Müftü nikahının yasallaşmasının denetimsiz imam nikahının toplumda kabul görüp yaygınlaşması riskini taşıdığını söyleyen kadınlar, basın açıklamasında şu ifadeleri kullandı:
KADEM, Ensar gibi AKP’nin yan kolu olan, kendini “demokratik kitle örgütü” olarak tanıtanlar, müftülük yasasının ne kadar gerekli olduğunu anlatan bir açıklama yayınladı. İki yüzlü gerekçelerinizle, toplumu sürüklemek istediğiniz gericiliğinizin üstünü örtemezsiniz. Biz kadınlar, mücadelemizle karanlığınızı yeneceğiz!
Daha geçtiğimiz günlerde lise öğrencisi, gencecik Helin Palandöken öldürüldü. Kadınlar her gün öldürülürken meclis, müftülere resmi nikah yetkisi vermeye çalışmakla değil, kadın cinayetlerini durdurmakla ilgilenmelidir. Meclisi, kadın ve çocuk düşmanı uygulamalarla uğraşmak yerine kadınlar için çalışmaya çağırıyoruz.
“Kadınların, çocukların hayatına karışamazsın” diyen kadınlar tüm kadınları yasa tasarısına karşı birlik olmaya çağırdı ve “Yaşasın kadın dayanışması” sloganıyla açıklamayı bitirdi.
İzmir Kadın Platformu’nun açıklaması:
Müftülük yasasına itirazımız var, çünkü;
Müftülüklere resmi nikah yetkisi veren tasarı halen meclis gündeminde. Daha meclisin açıldığı ikinci gün, kadın düşmanı bu yasa tasarısını komisyona getirdiler. Kadınların hakları söz konusu olduğunda asla göremediğimiz bir hızla, tasarıyı komisyonda kabul edip meclis gündemine getirdiler. Kadınların haklarını korumak yerine, kazanılmış haklarımıza saldırmaya çalışıyorlar. Karşımıza hiç durmadan kadın ve çocuk düşmanı yasa ve uygulamalar çıkarmalarını şimdiye kadar kabul etmedik. Bugünden sonra da asla kabul etmeyiz.

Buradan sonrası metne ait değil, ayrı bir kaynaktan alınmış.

//! Log severity levels

use std::fmt;
use std::str::FromStr;

use serde::{Deserialize, Serialize};

use super::traits::LogError;

/// The eight recognized log severities, ordered from most to least severe.
///
/// The set is closed: backends never see a level outside this enum. Severity
/// names arriving as runtime data (config files, plugin manifests) go through
/// [`FromStr`], which rejects anything else with [`LogError::InvalidLevel`].
#[derive(Debug, Clone, Copy, PartialEq, Eq, PartialOrd, Ord, Hash, Serialize, Deserialize)]
#[serde(rename_all = "lowercase")]
pub enum LogLevel {
    Emergency,
    Alert,
    Critical,
    Error,
    Warning,
    Notice,
    Info,
    Debug,
}

impl LogLevel {
    /// All levels, most severe first.
    pub const ALL: [LogLevel; 8] = [
        LogLevel::Emergency,
        LogLevel::Alert,
        LogLevel::Critical,
        LogLevel::Error,
        LogLevel::Warning,
        LogLevel::Notice,
        LogLevel::Info,
        LogLevel::Debug,
    ];

    /// The lowercase severity name, as written into log records.
    pub fn name(self) -> &'static str {
        match self {
            LogLevel::Emergency => "emergency",
            LogLevel::Alert => "alert",
            LogLevel::Critical => "critical",
            LogLevel::Error => "error",
            LogLevel::Warning => "warning",
            LogLevel::Notice => "notice",
            LogLevel::Info => "info",
            LogLevel::Debug => "debug",
        }
    }
}

impl fmt::Display for LogLevel {
    fn fmt(&self, f: &mut fmt::Formatter<'_>) -> fmt::Result {
        f.write_str(self.name())
    }
}

impl FromStr for LogLevel {
    type Err = LogError;

    fn from_str(s: &str) -> Result<Self, Self::Err> {
        match s {
            "emergency" => Ok(LogLevel::Emergency),
            "alert" => Ok(LogLevel::Alert),
            "critical" => Ok(LogLevel::Critical),
            "error" => Ok(LogLevel::Error),
            "warning" => Ok(LogLevel::Warning),
            "notice" => Ok(LogLevel::Notice),
            "info" => Ok(LogLevel::Info),
            "debug" => Ok(LogLevel::Debug),
            other => Err(LogError::InvalidLevel(other.to_string())),
        }
    }
}

#[cfg(test)]
mod tests {
    use super::*;

    #[test]
    fn test_ordering() {
        assert!(LogLevel::Emergency < LogLevel::Alert);
        assert!(LogLevel::Error < LogLevel::Warning);
        assert!(LogLevel::Info < LogLevel::Debug);
    }

    #[test]
    fn test_parse_all_names() {
        for level in LogLevel::ALL {
            assert_eq!(level.name().parse::<LogLevel>().unwrap(), level);
        }
    }

    #[test]
    fn test_parse_rejects_unknown() {
        let err = "bogus".parse::<LogLevel>().unwrap_err();
        assert!(matches!(err, LogError::InvalidLevel(name) if name == "bogus"));
    }

    #[test]
    fn test_parse_is_case_sensitive() {
        assert!("ERROR".parse::<LogLevel>().is_err());
    }

    #[test]
    fn test_serde_lowercase() {
        let json = serde_json::to_string(&LogLevel::Warning).unwrap();
        assert_eq!(json, "\"warning\"");
        let level: LogLevel = serde_json::from_str("\"debug\"").unwrap();
        assert_eq!(level, LogLevel::Debug);
    }
}
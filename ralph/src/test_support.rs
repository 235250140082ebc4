//! Test doubles shared by unit and integration tests.

use std::collections::VecDeque;
use std::fs;
use std::path::{Path, PathBuf};
use std::process::Command;
use std::sync::Mutex;

use tempfile::TempDir;

use crate::core::types::ProcessLiveness;
use crate::io::agent::{AgentFailure, AgentRequest, AgentRunner, FailureCause};
use crate::io::lock::LivenessProbe;
use crate::io::paths::RalphPaths;

/// One scripted agent response.
#[derive(Debug, Clone)]
pub enum ScriptedReply {
    Output(String),
    /// Fails with the given partial output.
    Failure(String),
}

/// Agent double that replays scripted responses and records every prompt.
///
/// Once the script is exhausted the last reply repeats; an empty script
/// answers with empty output.
#[derive(Debug, Default)]
pub struct ScriptedRunner {
    replies: Mutex<VecDeque<ScriptedReply>>,
    last: Mutex<Option<ScriptedReply>>,
    requests: Mutex<Vec<AgentRequest>>,
}

impl ScriptedRunner {
    pub fn new(replies: impl IntoIterator<Item = ScriptedReply>) -> Self {
        Self {
            replies: Mutex::new(replies.into_iter().collect()),
            ..Self::default()
        }
    }

    /// Runner whose every call returns `output`.
    pub fn always(output: &str) -> Self {
        Self::new([ScriptedReply::Output(output.to_string())])
    }

    pub fn calls(&self) -> usize {
        self.requests.lock().expect("requests lock").len()
    }

    pub fn requests(&self) -> Vec<AgentRequest> {
        self.requests.lock().expect("requests lock").clone()
    }
}

impl AgentRunner for ScriptedRunner {
    fn invoke(&self, request: &AgentRequest) -> Result<String, AgentFailure> {
        self.requests
            .lock()
            .expect("requests lock")
            .push(request.clone());
        let mut last = self.last.lock().expect("last lock");
        let reply = match self.replies.lock().expect("replies lock").pop_front() {
            Some(reply) => {
                *last = Some(reply.clone());
                reply
            }
            None => last
                .clone()
                .unwrap_or_else(|| ScriptedReply::Output(String::new())),
        };
        match reply {
            ScriptedReply::Output(output) => Ok(output),
            ScriptedReply::Failure(captured) => Err(AgentFailure {
                captured,
                cause: FailureCause::Other("scripted failure".to_string()),
            }),
        }
    }
}

/// Liveness probe returning a fixed answer and recording probed pids.
#[derive(Debug)]
pub struct FakeProbe {
    answer: ProcessLiveness,
    probed: Mutex<Vec<u32>>,
}

impl FakeProbe {
    pub fn new(answer: ProcessLiveness) -> Self {
        Self {
            answer,
            probed: Mutex::new(Vec::new()),
        }
    }

    pub fn probed(&self) -> Vec<u32> {
        self.probed.lock().expect("probed lock").clone()
    }
}

impl LivenessProbe for FakeProbe {
    fn probe(&self, pid: u32) -> ProcessLiveness {
        self.probed.lock().expect("probed lock").push(pid);
        self.answer
    }
}

/// Pid of a process that has already exited and been reaped.
pub fn dead_pid() -> u32 {
    let mut child = Command::new("true").spawn().expect("spawn true");
    let pid = child.id();
    child.wait().expect("wait true");
    pid
}

/// Temporary project directory seeded with the three loop inputs.
pub struct TestWorkspace {
    dir: TempDir,
    pub paths: RalphPaths,
}

impl TestWorkspace {
    pub fn new() -> Self {
        let dir = tempfile::tempdir().expect("tempdir");
        let paths = RalphPaths::new(dir.path());
        let workspace = Self { dir, paths };
        workspace.write("PROMPT.md", "Work through the specs one task at a time.\n");
        workspace.write("CONVENTIONS.md", "Keep commits small.\n");
        workspace.write("SPECS.md", "- [ ] first task\n- [ ] second task\n");
        workspace
    }

    pub fn root(&self) -> &Path {
        self.dir.path()
    }

    /// Write a file relative to the root, creating parent directories.
    pub fn write(&self, relative: &str, contents: &str) -> PathBuf {
        let path = self.dir.path().join(relative);
        if let Some(parent) = path.parent() {
            fs::create_dir_all(parent).expect("create parent");
        }
        fs::write(&path, contents).expect("write file");
        path
    }

    pub fn read(&self, relative: &str) -> String {
        fs::read_to_string(self.dir.path().join(relative)).expect("read file")
    }
}

impl Default for TestWorkspace {
    fn default() -> Self {
        Self::new()
    }
}
//! Effective settings for one run: config file values plus per-run overrides.

use std::path::PathBuf;
use std::time::Duration;

use anyhow::{Context, Result, bail};

use crate::core::rate_limit::RateLimits;
use crate::io::agent::AgentOptions;
use crate::io::config::RalphConfig;
use crate::io::paths::RalphPaths;

/// Accepted values for `--format`.
pub const OUTPUT_FORMATS: &[&str] = &["default", "json"];

/// Per-run overrides. `None` keeps the configured value.
#[derive(Debug, Clone, Default)]
pub struct RunOverrides {
    pub max_iterations: Option<u32>,
    pub max_per_hour: Option<u32>,
    pub max_per_day: Option<u32>,
    pub prompt_file: Option<String>,
    pub conventions_file: Option<String>,
    pub specs_file: Option<String>,
    pub model: Option<String>,
    pub delay_secs: Option<f64>,
    pub agent: Option<String>,
    pub format: Option<String>,
    pub variant: Option<String>,
    pub attach: Option<String>,
    pub port: Option<u16>,
    pub continue_session: bool,
    pub session: Option<String>,
    pub files: Vec<String>,
    pub title: Option<String>,
    pub quiet: bool,
    pub verbose: bool,
    pub dry_run: bool,
}

/// Fully resolved inputs for [`crate::looping::run_loop`].
#[derive(Debug, Clone)]
pub struct LoopSettings {
    pub prompt_path: PathBuf,
    pub conventions_path: PathBuf,
    pub specs_path: PathBuf,
    pub max_iterations: u32,
    pub limits: RateLimits,
    pub delay: Duration,
    pub dry_run: bool,
    pub quiet: bool,
    pub verbose: bool,
    /// Release the lock and exit on SIGINT/SIGTERM. Off only in in-process tests.
    pub trap_signals: bool,
    pub agent: AgentOptions,
}

impl LoopSettings {
    /// Merge `overrides` over `config`, resolving input files against the root.
    pub fn resolve(
        paths: &RalphPaths,
        config: &RalphConfig,
        overrides: RunOverrides,
    ) -> Result<Self> {
        if overrides.continue_session && overrides.session.is_some() {
            bail!("--continue and --session cannot be used together");
        }
        if let Some(format) = overrides.format.as_deref()
            && !OUTPUT_FORMATS.contains(&format)
        {
            bail!(
                "invalid --format {format:?} (expected one of: {})",
                OUTPUT_FORMATS.join(", ")
            );
        }

        let mut cfg = config.clone();
        if let Some(value) = overrides.prompt_file {
            cfg.prompt_file = value;
        }
        if let Some(value) = overrides.conventions_file {
            cfg.conventions_file = value;
        }
        if let Some(value) = overrides.specs_file {
            cfg.specs_file = value;
        }
        if let Some(value) = overrides.max_iterations {
            cfg.max_iterations = value;
        }
        if let Some(value) = overrides.max_per_hour {
            cfg.max_per_hour = value;
        }
        if let Some(value) = overrides.max_per_day {
            cfg.max_per_day = value;
        }
        if let Some(value) = overrides.delay_secs {
            cfg.delay_secs = value;
        }
        if overrides.model.is_some() {
            cfg.model = overrides.model;
        }
        cfg.validate()?;

        // A dry run only prints the prompt.
        let quiet = overrides.quiet && !overrides.dry_run;
        let verbose = overrides.verbose && !overrides.dry_run;

        let delay = Duration::try_from_secs_f64(cfg.delay_secs)
            .with_context(|| format!("delay {} seconds out of range", cfg.delay_secs))?;

        Ok(Self {
            prompt_path: paths.resolve(&cfg.prompt_file),
            conventions_path: paths.resolve(&cfg.conventions_file),
            specs_path: paths.resolve(&cfg.specs_file),
            max_iterations: cfg.max_iterations,
            limits: RateLimits {
                max_per_hour: cfg.max_per_hour,
                max_per_day: cfg.max_per_day,
            },
            delay,
            dry_run: overrides.dry_run,
            quiet,
            verbose,
            trap_signals: true,
            agent: AgentOptions {
                model: cfg.model,
                agent: overrides.agent,
                format: overrides.format,
                variant: overrides.variant,
                attach: overrides.attach,
                port: overrides.port,
                continue_session: overrides.continue_session,
                session: overrides.session,
                files: overrides.files,
                title: overrides.title,
                stream_output: verbose || quiet,
            },
        })
    }
}
//! Append-only notes journal (`.ralph/notes.md`).

use std::fs::{self, OpenOptions};
use std::io::{ErrorKind, Write};
use std::path::Path;

use anyhow::{Context, Result};
use chrono::Local;
use tracing::{debug, warn};

/// Journal content handed to the agent before anything has been recorded.
pub const NO_NOTES: &str = "No notes yet.";

const HEADER_TIME_FORMAT: &str = "%Y-%m-%d %H:%M:%S";

/// Append one section for `iteration`. Prior content is never touched.
pub fn append_notes(path: &Path, text: &str, iteration: u64) -> Result<()> {
    let mut file = OpenOptions::new()
        .create(true)
        .append(true)
        .open(path)
        .with_context(|| format!("open notes {}", path.display()))?;
    let timestamp = Local::now().format(HEADER_TIME_FORMAT).to_string();
    let entry = format_entry(text, iteration, &timestamp);
    file.write_all(entry.as_bytes())
        .with_context(|| format!("write notes {}", path.display()))?;
    debug!(iteration, bytes = entry.len(), "notes appended");
    Ok(())
}

fn format_entry(text: &str, iteration: u64, timestamp: &str) -> String {
    format!("\n## Iteration {iteration} ({timestamp})\n{text}\n")
}

/// Current journal content, or [`NO_NOTES`] when there is none to show.
///
/// An unreadable journal only costs the agent its history, so it degrades to
/// the placeholder with a warning.
pub fn read_notes_or_default(path: &Path) -> String {
    match fs::read_to_string(path) {
        Ok(contents) if contents.trim().is_empty() => NO_NOTES.to_string(),
        Ok(contents) => contents,
        Err(err) if err.kind() == ErrorKind::NotFound => NO_NOTES.to_string(),
        Err(err) => {
            warn!(path = %path.display(), err = %err, "unreadable notes journal");
            NO_NOTES.to_string()
        }
    }
}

Müftülük yasasına itirazımız var, çünkü;
Bu yasanın meclisten geçmesi demek, oluşacak denetimsizlik ile çocuk yaşta evliliklerin önünün açılması demektir. Haklarımızın teminatı olan Medeni Kanun’un, laikliğin hiçe sayılması demektir. Çocukların istismar edenlerle evlendirilmesini öneren tasarıyı nasıl ki çöpe attıysak, bu düzenleme de iptal edilecek. Bu yasalar böyle geçmeyecek!
Müftülük yasasına itirazımız var, çünkü;
Yasa, Medeni Kanun altında değil Nüfus Hizmetleri Kanunu altında yer alıyor. Bu sebeple belediye nikahı ile kazanılan hakların, müftü nikahında nasıl sağlanacağı da belirsiz. Medeni Kanun’un içini boşaltarak, güvence altına alınan haklarımıza el koyamazsınız.
Müftülük yasasına itirazımız var, çünkü;
Müftü nikahının yasalaşmasıyla denetimsiz imam nikahının da toplumda kabul görüp yaygınlaşması riski mevcut. İmam nikahının resmi nikaha bir alternatif gibi görülmesi kadınların ve çocukların yasalarca güvence altına alınmış tüm haklarından mahrum olması demektir. Bunu kabul etmiyoruz.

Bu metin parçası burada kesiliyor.